Minister of the Environment
- In office January 22, 1976 – June 30, 1976
- Prime Minister: Pierre Trudeau
- Preceded by: Jeanne Sauvé
- Succeeded by: Roméo LeBlanc (Acting)

Minister of Transport
- In office November 27, 1972 – September 25, 1975
- Prime Minister: Pierre Trudeau
- Preceded by: Don Jamieson
- Succeeded by: Otto Lang

Minister of Regional Economic Expansion
- In office April 1, 1969 – November 26, 1972
- Prime Minister: Pierre Trudeau
- Preceded by: Office Established
- Succeeded by: Don Jamieson

Minister of Forestry and Rural Development
- In office July 6, 1968 – March 31, 1969
- Prime Minister: Pierre Trudeau
- Preceded by: Maurice Sauvé
- Succeeded by: Office Abolished

Secretary of State for Canada
- In office April 20, 1968 – July 5, 1968
- Prime Minister: Pierre Trudeau
- Preceded by: John Joseph Connolly (Acting)
- Succeeded by: Gérard Pelletier

Minister of Manpower and Immigration
- In office October 1, 1966 – July 5, 1968
- Prime Minister: Lester B. Pearson Pierre Trudeau
- Preceded by: Office Established
- Succeeded by: Allan MacEachen

Minister of Citizenship and Immigration
- In office December 18, 1965 – September 30, 1966
- Prime Minister: Lester B. Pearson
- Preceded by: John Robert Nicholson
- Succeeded by: Office Abolished

Senator for De la Vallière, Quebec
- In office December 9, 1976 – December 15, 1983
- Appointed by: Pierre Trudeau
- Preceded by: Romuald Bourque
- Succeeded by: Pierre de Bané

Member of Parliament for Langelier
- In office June 25, 1968 – October 25, 1976
- Preceded by: Riding created
- Succeeded by: Gilles Lamontagne

Member of Parliament for Quebec West
- In office November 8, 1965 – June 24, 1968
- Preceded by: Lucien Plourde
- Succeeded by: Riding dissolved

Personal details
- Born: December 20, 1918 Champlain, Quebec, Canada
- Died: August 28, 1988 (aged 69) Saint-Augustin-de-Desmaures, Quebec, Canada
- Party: Liberal
- Spouse: Georgette Guertin ​(m. 1942)​
- Alma mater: Université Laval
- Occupation: Unionist

= Jean Marchand =

Quebec politician and trade unionist

Jean Marchand (December 20, 1918 - August 28, 1988) was a Québécois public figure, trade unionist and politician in Quebec, Canada.

==Life and career==
During the 1949 Asbestos Strike in Quebec, Marchand led the striking workers as secretary of the Catholic Workers Confederation of Canada (CCCL). It was during this time that he met Pierre Trudeau. Marchand was approached to be a Liberal candidate in the federal election of 1963, but disagreements scuttled a run that year.
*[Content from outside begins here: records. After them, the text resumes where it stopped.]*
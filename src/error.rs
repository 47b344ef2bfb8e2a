//! Error types for Flotilla
//!
//! Library errors use `thiserror`; the CLI layer wraps them with `anyhow`
//! for operator-facing context.

use std::path::PathBuf;
use thiserror::Error;

/// Result type alias for Flotilla operations
pub type FlotillaResult<T> = Result<T, FlotillaError>;

/// Main error type for Flotilla operations
#[derive(Error, Debug)]
pub enum FlotillaError {
    /// Selector string does not start with `.` or `#`
    #[error("invalid selector \"{selector}\" - must start with '.' or '#'")]
    InvalidSelector { selector: String },

    /// A declared selector matched no node in the environment
    #[error("selector \"{selector}\" matches no node in the environment")]
    UnmatchedSelector { selector: String },

    /// Application has neither a Dockerfile nor a preconfigured image
    #[error("application '{app}' has no Dockerfile and no 'image' entry in application.yaml")]
    MissingImage { app: String },

    /// Deploy was requested before any build was recorded
    #[error("application '{app}' has no entry in flotilla.lock - run 'flotilla build' first")]
    NoBuildRecorded { app: String },

    /// The token source produced a version token it already issued
    #[error("version token '{token}' was already issued - refusing to alias two builds")]
    VersionTokenCollision { token: String },

    /// Context assembly, image build, or push failed
    #[error("build of '{app}' failed: {message}")]
    BuildFailed { app: String, message: String },

    /// Pull, stop, create, or start failed for one (application, node) pair
    #[error("deploy of '{app}' to node '{node}' failed: {message}")]
    DeployFailed {
        app: String,
        node: String,
        message: String,
    },

    /// Lock file does not exist yet
    #[error("no lock file at {path} - run 'flotilla build' first")]
    LockNotFound { path: PathBuf },

    /// Lock file was written by an incompatible version of the tool
    #[error("lock file {path} has schema version {found}, expected {expected}")]
    LockVersionMismatch {
        path: PathBuf,
        found: u32,
        expected: u32,
    },

    /// Lock store could not be read or written
    #[error("failed to persist lock state: {message}")]
    PersistenceFailed { message: String },

    /// Environment or application descriptor could not be parsed
    #[error("invalid descriptor {file}: {message}")]
    InvalidDescriptor { file: PathBuf, message: String },

    /// Named application does not exist in the project
    ///
    /// `suggestion` carries the closest known name, if any; the CLI layer
    /// renders it as a "did you mean" hint.
    #[error("application '{name}' not found")]
    UnknownApplication {
        name: String,
        suggestion: Option<String>,
    },

    /// IO error
    #[error("IO error: {0}")]
    Io(#[from] std::io::Error),
}

/// A single failed unit of work in a multi-unit run
#[derive(Debug)]
pub struct UnitFailure {
    /// Identifies the unit, e.g. `app` or `app -> node`
    pub unit: String,
    pub error: FlotillaError,
}

/// Accumulates per-unit failures so one bad node does not block the rest
/// of the fleet.
///
/// Build and deploy loops record failures here and keep going; the run as
/// a whole fails afterwards if anything was recorded.
#[derive(Debug, Default)]
pub struct FailureReport {
    failures: Vec<UnitFailure>,
}

impl FailureReport {
    pub fn new() -> Self {
        Self::default()
    }

    pub fn record(&mut self, unit: impl Into<String>, error: FlotillaError) {
        self.failures.push(UnitFailure {
            unit: unit.into(),
            error,
        });
    }

    pub fn is_empty(&self) -> bool {
        self.failures.is_empty()
    }

    pub fn len(&self) -> usize {
        self.failures.len()
    }

    pub fn failures(&self) -> &[UnitFailure] {
        &self.failures
    }
}

impl std::fmt::Display for FailureReport {
    fn fmt(&self, f: &mut std::fmt::Formatter<'_>) -> std::fmt::Result {
        for failure in &self.failures {
            writeln!(f, "{}: {}", failure.unit, failure.error)?;
        }
        Ok(())
    }
}
//! Flotilla - declarative container deployment for small device fleets
//!
//! Flotilla reads a declarative project description (nodes and
//! applications), builds container images, places applications onto nodes
//! by selector matching, and records the resulting deployment state in
//! `flotilla.lock` so re-deploys are idempotent and auditable.

pub mod build;
pub mod deploy;
pub mod engine;
pub mod environment;
pub mod error;
pub mod lockfile;
pub mod models;
pub mod selector;
pub mod validate;

// Re-exports for convenience
pub use engine::{BuildEngine, DeployEngine, DockerCli, NodeProbe, TcpProbe, TokenSource, UuidTokens};
pub use environment::{Environment, LoadedEnvironment};
pub use error::{FailureReport, FlotillaError, FlotillaResult};
pub use lockfile::LockState;
pub use models::{Application, Node, RegistryConfig};
pub use selector::{resolve, resolve_all, Selector};
pub use validate::{validate, Issue, Severity};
In the 1965 federal election, Marchand along with Gérard Pelletier and Pierre Trudeau, were persuaded to run as Liberal candidates. Dubbed the "Three Wise Men" in English, and les trois colombes (three doves) in French, they were seen as destined to shake Canadian politics. Trudeau and Pelletier were provided "safe" ridings in Montreal while Marchand won a hard fight in Quebec City for his riding. Marchand was given a post in the government of Prime Minister Lester B. Pearson promptly after winning the election. Under Pearson, he was appointed Minister of Citizenship and Immigration, and later of Manpower and Immigration by Prime Minister Pearson.

After Charles de Gaulle's infamous cry of "Vive le Québec Libre", the Cabinet met to decide the response. The French-speaking ministers, led by Jean Marchand, wanted Prime Minister Pearson to tell de Gaulle to go home. The English-speaking ministers, on the other hand, did not want to go that far: a public rebuke was sufficient.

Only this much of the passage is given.